You don't know anything about my life so you really have no right to tell me these things. I know what the bible says, its speaks of fornication but I am not sinning in any way and haven't been for some time, I am like renting this room, this was my home, these are my things, would you just leave your home if someone told you to? No, you would pray about it and then plan for it, not go out blindly and just hope you wind up some place nice. I am not living in my past as you mentioned, my past is behind me and God has forgiven me as well as you for our past mistakes, I am living in the here and now and trusting God for the future. This is scary enough without being told I am sinning and I need to get out right away. GAbby is not distracting me in any way as you said.
It is not your place to judge me or condemn me or tell me to get out or God will not bless me. The bible says Judge not; lest ye be judged and you are judging me right now. Its easy to give advice when you don't know how it feels to be in this situation.

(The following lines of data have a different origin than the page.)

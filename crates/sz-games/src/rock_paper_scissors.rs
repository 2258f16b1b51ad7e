use std::fmt;

use sz_core::{
    Formulation, Metadata, Operator, Problem, ProblemConfig, Role, RoleId, RoleSpec, State,
    SzResult,
};

/// Rounds in a match.
pub const ROUNDS: u8 = 3;

/// Player 1's role.
pub const P1: RoleId = RoleId(0);
/// Player 2's role.
pub const P2: RoleId = RoleId(1);

/// A throw.
#[derive(Debug, Clone, Copy, PartialEq, Eq, Hash)]
pub enum Choice {
    /// Beats scissors.
    Rock,
    /// Beats rock.
    Paper,
    /// Beats paper.
    Scissors,
}

impl Choice {
    /// Every throw, in menu order.
    pub const ALL: [Choice; 3] = [Choice::Rock, Choice::Paper, Choice::Scissors];

    fn rank(self) -> u8 {
        match self {
            Self::Rock => 0,
            Self::Paper => 1,
            Self::Scissors => 2,
        }
    }
}

impl fmt::Display for Choice {
    fn fmt(&self, f: &mut fmt::Formatter<'_>) -> fmt::Result {
        match self {
            Self::Rock => write!(f, "Rock"),
            Self::Paper => write!(f, "Paper"),
            Self::Scissors => write!(f, "Scissors"),
        }
    }
}

/// Where a round stands.
#[derive(Debug, Clone, Copy, PartialEq, Eq, Hash)]
pub enum Phase {
    /// Both players pick, hidden from each other.
    Choosing,
    /// Both picks are revealed and scored.
    Scoring,
    /// The final round has been scored.
    GameOver,
}

/// One moment in a match.
#[derive(Debug, Clone, PartialEq, Eq, Hash)]
pub struct Match {
    /// Current round, starting at 1.
    pub round: u8,
    /// Cumulative scores for P1 and P2.
    pub scores: [i32; 2],
    /// This round's throws, `None` until made.
    pub choices: [Option<Choice>; 2],
    /// Where the round stands.
    pub phase: Phase,
    note: Option<String>,
}

impl Default for Match {
    fn default() -> Self {
        Self {
            round: 1,
            scores: [0, 0],
            choices: [None, None],
            phase: Phase::Choosing,
            note: None,
        }
    }
}

impl Match {
    /// Record a throw, scoring the round once both are in.
    pub fn choose(&self, player: RoleId, choice: Choice) -> Self {
        let mut next = self.clone();
        next.note = None;
        if let Some(slot) = next.choices.get_mut(player.0) {
            *slot = Some(choice);
        }
        if let [Some(first), Some(second)] = next.choices {
            next.score(first, second);
        }
        next
    }

    fn score(&mut self, first: Choice, second: Choice) {
        let result = match (3 + first.rank() - second.rank()) % 3 {
            1 => {
                self.scores[0] += 1;
                self.scores[1] -= 1;
                "P1 wins this round!   (P1: +1,  P2: -1)"
            }
            2 => {
                self.scores[0] -= 1;
                self.scores[1] += 1;
                "P2 wins this round!   (P1: -1,  P2: +1)"
            }
            _ => "Draw, scores unchanged.",
        };
        self.note = Some(format!(
            "P1 chose {first}.  P2 chose {second}.\n{result}\nScores after round {}: P1 = {},  P2 = {}",
            self.round, self.scores[0], self.scores[1]
        ));
        self.phase = if self.round == ROUNDS {
            Phase::GameOver
        } else {
            Phase::Scoring
        };
    }

    /// Clear the throws and move to the next round.
    pub fn next_round(&self) -> Self {
        Self {
            round: self.round + 1,
            scores: self.scores,
            choices: [None, None],
            phase: Phase::Choosing,
            note: None,
        }
    }

    fn can_choose(&self, player: RoleId) -> bool {
        self.phase == Phase::Choosing && self.choices.get(player.0).is_some_and(Option::is_none)
    }
}

fn pick(choice: Option<Choice>) -> String {
    choice.map_or_else(|| "?".to_string(), |c| c.to_string())
}

impl fmt::Display for Match {
    fn fmt(&self, f: &mut fmt::Formatter<'_>) -> fmt::Result {
        writeln!(f, "Round {} of {ROUNDS}", self.round)?;
        writeln!(
            f,
            "Scores:  P1 = {},  P2 = {}",
            self.scores[0], self.scores[1]
        )?;
        if self.phase == Phase::Choosing {
            for (label, choice) in ["P1", "P2"].iter().zip(self.choices) {
                let status = if choice.is_some() { "Made" } else { "Pending" };
                writeln!(f, "{label} choice this round: {status}")?;
            }
            return Ok(());
        }
        writeln!(f, "P1 chose: {}", pick(self.choices[0]))?;
        write!(f, "P2 chose: {}", pick(self.choices[1]))?;
        if self.phase == Phase::GameOver {
            write!(f, "\n-- Game Over --")?;
        }
        Ok(())
    }
}

impl State for Match {
    fn is_goal(&self) -> bool {
        self.phase == Phase::GameOver
    }

    fn goal_message(&self) -> String {
        let [s1, s2] = self.scores;
        let result = match s1.cmp(&s2) {
            std::cmp::Ordering::Greater => "Player 1 wins the match!",
            std::cmp::Ordering::Less => "Player 2 wins the match!",
            std::cmp::Ordering::Equal => "The match is a draw!",
        };
        format!("{result}  Final scores: P1 = {s1},  P2 = {s2}.")
    }

    fn is_parallel(&self) -> bool {
        self.phase == Phase::Choosing
    }

    fn current_role(&self) -> Option<RoleId> {
        match self.phase {
            Phase::Choosing if self.choices[0].is_some() => Some(P2),
            _ => Some(P1),
        }
    }

    fn transition_message(&self) -> Option<&str> {
        self.note.as_deref()
    }
}

/// A best-of-three match with simultaneous throws each round.
pub struct RockPaperScissors {
    metadata: Metadata,
}

impl Default for RockPaperScissors {
    fn default() -> Self {
        Self::new()
    }
}

impl RockPaperScissors {
    /// Create the formulation.
    pub fn new() -> Self {
        Self {
            metadata: Metadata::new("Rock-Paper-Scissors")
                .with_version("1.0")
                .with_author("S. Tanimoto")
                .with_created("2026-Feb")
                .with_description(format!(
                    "A two-player Rock-Paper-Scissors match over {ROUNDS} rounds. Each round both \
                     players simultaneously choose Rock, Paper, or Scissors. Winner of a round \
                     gets +1; loser gets -1; ties score 0. Highest cumulative score after all \
                     rounds wins the match."
                )),
        }
    }
}

impl Formulation for RockPaperScissors {
    type State = Match;

    fn metadata(&self) -> &Metadata {
        &self.metadata
    }

    fn roles(&self) -> RoleSpec {
        RoleSpec::new(vec![
            Role::new("P1", "Player 1. Moves first when turns are taken in order."),
            Role::new("P2", "Player 2."),
        ])
        .with_min_players_to_start(2)
        .with_max_players(2)
    }

    fn initialize(&self, _: &ProblemConfig) -> SzResult<Problem<Match>> {
        let mut ops: sz_core::OperatorSet<Match> = [(P1, "P1"), (P2, "P2")]
            .into_iter()
            .flat_map(|(role, label)| {
                Choice::ALL.into_iter().map(move |choice| {
                    Operator::step(format!("{label} chooses {choice}"), move |m: &Match| {
                        m.choose(role, choice)
                    })
                    .when(move |m: &Match| m.can_choose(role))
                    .for_role(role)
                })
            })
            .collect();
        ops.push(
            Operator::step("Start next round", Match::next_round)
                .when(|m: &Match| m.phase == Phase::Scoring && m.round < ROUNDS),
        );
        Ok(Problem::new(Match::default(), ops))
    }
}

I don't know your situation but I would never be presumptuous and tell you what to do or when to do it. We can't just jump into another worse situation without waiting on God to show us what we must do. I am in this situation because I loved him and I thought we were getting married, how was I to know we wouldn't be getting married but until last year it didn't really matter to me if he married me or not, its only since I rededicated my life that this is an issue and I am willing to do the right thing, but not to go out impulsively with no where to go. I wouldn't tell anyone that.

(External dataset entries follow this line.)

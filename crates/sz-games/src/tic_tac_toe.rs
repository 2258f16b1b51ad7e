use std::fmt;

use sz_core::{
    Formulation, Metadata, Operator, OperatorSet, Problem, ProblemConfig, Role, RoleId, RoleSpec,
    State, SzResult,
};

/// A player's mark, which doubles as their role.
#[derive(Debug, Clone, Copy, PartialEq, Eq, Hash)]
pub enum Mark {
    /// Moves first.
    X,
    /// Moves second.
    O,
}

impl Mark {
    /// The role that places this mark.
    pub fn role(self) -> RoleId {
        match self {
            Self::X => RoleId(0),
            Self::O => RoleId(1),
        }
    }

    fn other(self) -> Self {
        match self {
            Self::X => Self::O,
            Self::O => Self::X,
        }
    }
}

impl fmt::Display for Mark {
    fn fmt(&self, f: &mut fmt::Formatter<'_>) -> fmt::Result {
        match self {
            Self::X => write!(f, "X"),
            Self::O => write!(f, "O"),
        }
    }
}

/// The role of anyone who only watches.
pub const OBSERVER: RoleId = RoleId(2);

/// A finished line of three.
#[derive(Debug, Clone, PartialEq, Eq)]
pub struct Win {
    /// Who completed it.
    pub mark: Mark,
    /// Where, e.g. `"Win for X in row 2"`.
    pub description: String,
}

/// The board and whose turn it is.
#[derive(Debug, Clone, PartialEq, Eq, Hash)]
pub struct Board {
    /// Cells by row, then column.
    pub cells: [[Option<Mark>; 3]; 3],
    /// The mark to be placed next.
    pub turn: Mark,
    note: Option<String>,
}

impl Default for Board {
    fn default() -> Self {
        Self {
            cells: [[None; 3]; 3],
            turn: Mark::X,
            note: None,
        }
    }
}

impl Board {
    /// Whether `mark` may go at `(row, col)` now.
    pub fn can_place(&self, mark: Mark, row: usize, col: usize) -> bool {
        self.turn == mark && self.cells[row][col].is_none() && self.find_win().is_none()
    }

    /// Place the current mark and pass the turn.
    pub fn place(&self, row: usize, col: usize) -> Self {
        let mut next = self.clone();
        next.cells[row][col] = Some(self.turn);
        next.turn = self.turn.other();
        next.note = Some(format!(
            "{} chooses row {} and column {}.",
            self.turn,
            row + 1,
            col + 1
        ));
        next
    }

    /// Whether any cell is still empty.
    pub fn moves_left(&self) -> bool {
        self.cells.iter().flatten().any(Option::is_none)
    }

    /// The first completed line, checking X before O.
    pub fn find_win(&self) -> Option<Win> {
        [Mark::X, Mark::O]
            .into_iter()
            .find_map(|mark| self.line_for(mark).map(|place| Win {
                mark,
                description: format!("Win for {mark} {place}"),
            }))
    }

    fn line_for(&self, mark: Mark) -> Option<String> {
        let is = |r: usize, c: usize| self.cells[r][c] == Some(mark);
        if let Some(r) = (0..3).find(|&r| (0..3).all(|c| is(r, c))) {
            return Some(format!("in row {}", r + 1));
        }
        if let Some(c) = (0..3).find(|&c| (0..3).all(|r| is(r, c))) {
            return Some(format!("in column {}", c + 1));
        }
        if (0..3).all(|i| is(i, i)) {
            return Some("on main diagonal".to_string());
        }
        if (0..3).all(|i| is(2 - i, i)) {
            return Some("on alternate diagonal".to_string());
        }
        None
    }

    fn status(&self) -> String {
        match self.find_win() {
            Some(win) => format!("Winner is {}", win.mark),
            None if !self.moves_left() => "Game over. It's a draw!".to_string(),
            None => format!("It's {}'s turn.", self.turn),
        }
    }
}

impl fmt::Display for Board {
    fn fmt(&self, f: &mut fmt::Formatter<'_>) -> fmt::Result {
        for (i, row) in self.cells.iter().enumerate() {
            if i > 0 {
                write!(f, "\n-----\n")?;
            }
            let cells: Vec<String> = row
                .iter()
                .map(|c| c.map_or_else(|| " ".to_string(), |m| m.to_string()))
                .collect();
            write!(f, "{}", cells.join("|"))?;
        }
        Ok(())
    }
}

impl State for Board {
    fn is_goal(&self) -> bool {
        self.find_win().is_some() || !self.moves_left()
    }

    fn goal_message(&self) -> String {
        match self.find_win() {
            Some(win) => format!(
                "{}.  The winner is {}. Thanks for playing Tic-Tac-Toe.",
                win.description, win.mark
            ),
            None => "It's a draw! Thanks for playing Tic-Tac-Toe.".to_string(),
        }
    }

    fn view_for_role(&self, role: RoleId) -> Option<String> {
        let name = match role.0 {
            0 => "X",
            1 => "O",
            _ => "Observer",
        };
        Some(format!("Current view for {name}:\n{self}\n{}", self.status()))
    }

    fn current_role(&self) -> Option<RoleId> {
        Some(self.turn.role())
    }

    fn transition_message(&self) -> Option<&str> {
        self.note.as_deref()
    }
}

/// Tic-Tac-Toe for two players, with room for observers.
pub struct TicTacToe {
    metadata: Metadata,
}

impl Default for TicTacToe {
    fn default() -> Self {
        Self::new()
    }
}

impl TicTacToe {
    /// Create the formulation.
    pub fn new() -> Self {
        Self {
            metadata: Metadata::new("Tic-Tac-Toe")
                .with_version("2.0")
                .with_author("S. Tanimoto")
                .with_created("2026-Feb")
                .with_description(
                    "Players take turns placing X and O marks on a 3x3 grid. Three in a line \
                     (horizontally, vertically, or diagonally) wins. If the grid is filled \
                     without a winner, the game is a draw.",
                ),
        }
    }
}

impl Formulation for TicTacToe {
    type State = Board;

    fn metadata(&self) -> &Metadata {
        &self.metadata
    }

    fn roles(&self) -> RoleSpec {
        RoleSpec::new(vec![
            Role::new("X", "Places X marks. Goes first."),
            Role::new("O", "Places O marks. Goes second."),
            Role::new("Observer", "Watches the game without playing."),
        ])
        .with_min_players_to_start(2)
        .with_max_players(27)
        .allow_multiple_roles_per_player()
    }

    fn initialize(&self, _: &ProblemConfig) -> SzResult<Problem<Board>> {
        let mut ops = OperatorSet::new();
        for mark in [Mark::X, Mark::O] {
            for row in 0..3 {
                for col in 0..3 {
                    ops.push(
                        Operator::step(
                            format!("Place an {mark} in row {}, column {}", row + 1, col + 1),
                            move |b: &Board| b.place(row, col),
                        )
                        .when(move |b: &Board| b.can_place(mark, row, col))
                        .for_role(mark.role()),
                    );
                }
            }
        }
        Ok(Problem::new(Board::default(), ops))
    }
}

I won't be coming back on this site but I did want everyone else to know how much I appreciate what you have said to me, all your encouragement because as christians we are to build one another up instead of tearing one another down. I have enough to deal with at this time and I don't need to be judged or told what to do, I only listen to God. Gabby still has the opportunity to do the right thing until I go but once I go there will be no coming back. This breaks my heart because he is a good man and we have loved each other for a very long time and it is not a cut and dried situatiuon. I will be leaving a lot when I leave him, all my memories and hopes and dreams and going out into the world and starting over and praying that I will find happiness.
I do not need to be told that I have to concentrate on my relationship with God, if I didn't want to do that I would not be making these decisions. I cannot let anyone bring me down, no matter the intention, good or bad, but sometimes we forget that we are not God and we shouldn't try to do his job for him since he does it much better.